** Assignment **
Copy the data exactly from the line that contains "business fundamentals look" through the line that contains "pe if pe < 18.0", keeping both end lines and leaving out everything else.
────────────────────────────────────────
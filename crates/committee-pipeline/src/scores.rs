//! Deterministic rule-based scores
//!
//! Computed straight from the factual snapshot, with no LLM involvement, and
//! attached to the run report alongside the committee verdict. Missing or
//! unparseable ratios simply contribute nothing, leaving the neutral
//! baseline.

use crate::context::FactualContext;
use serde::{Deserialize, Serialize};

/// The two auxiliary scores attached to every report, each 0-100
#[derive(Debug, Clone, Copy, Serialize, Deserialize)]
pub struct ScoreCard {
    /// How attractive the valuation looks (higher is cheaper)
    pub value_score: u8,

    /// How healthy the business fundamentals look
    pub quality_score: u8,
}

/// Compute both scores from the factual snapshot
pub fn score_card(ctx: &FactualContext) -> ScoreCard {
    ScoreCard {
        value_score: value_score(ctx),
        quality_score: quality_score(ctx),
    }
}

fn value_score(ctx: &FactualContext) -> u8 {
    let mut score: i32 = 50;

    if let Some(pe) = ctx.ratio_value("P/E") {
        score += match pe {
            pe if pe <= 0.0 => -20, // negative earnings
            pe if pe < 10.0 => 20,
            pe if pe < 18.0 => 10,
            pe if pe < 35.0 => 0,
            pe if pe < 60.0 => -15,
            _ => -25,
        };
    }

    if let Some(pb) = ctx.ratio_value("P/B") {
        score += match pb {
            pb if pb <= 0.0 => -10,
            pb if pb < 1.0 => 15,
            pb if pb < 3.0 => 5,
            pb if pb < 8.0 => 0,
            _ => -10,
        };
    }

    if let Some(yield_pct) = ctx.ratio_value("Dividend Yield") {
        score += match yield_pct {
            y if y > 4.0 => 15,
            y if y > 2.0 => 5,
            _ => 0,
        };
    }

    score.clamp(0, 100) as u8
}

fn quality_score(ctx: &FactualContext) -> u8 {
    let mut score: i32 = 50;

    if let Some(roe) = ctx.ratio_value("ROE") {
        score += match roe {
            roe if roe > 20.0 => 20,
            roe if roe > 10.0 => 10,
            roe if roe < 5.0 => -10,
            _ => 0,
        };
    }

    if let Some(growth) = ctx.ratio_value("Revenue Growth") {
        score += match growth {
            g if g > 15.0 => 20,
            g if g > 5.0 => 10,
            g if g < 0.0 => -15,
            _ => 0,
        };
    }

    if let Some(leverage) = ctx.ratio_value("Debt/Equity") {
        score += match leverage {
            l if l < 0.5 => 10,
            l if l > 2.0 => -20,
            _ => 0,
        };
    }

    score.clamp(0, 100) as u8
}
────────────────────────────────────────
** Result of this exercise **
    /// How healthy the business fundamentals look
    pub quality_score: u8,
}

/// Compute both scores from the factual snapshot
pub fn score_card(ctx: &FactualContext) -> ScoreCard {
    ScoreCard {
        value_score: value_score(ctx),
        quality_score: quality_score(ctx),
    }
}

fn value_score(ctx: &FactualContext) -> u8 {
    let mut score: i32 = 50;

    if let Some(pe) = ctx.ratio_value("P/E") {
        score += match pe {
            pe if pe <= 0.0 => -20, // negative earnings
            pe if pe < 10.0 => 20,
            pe if pe < 18.0 => 10,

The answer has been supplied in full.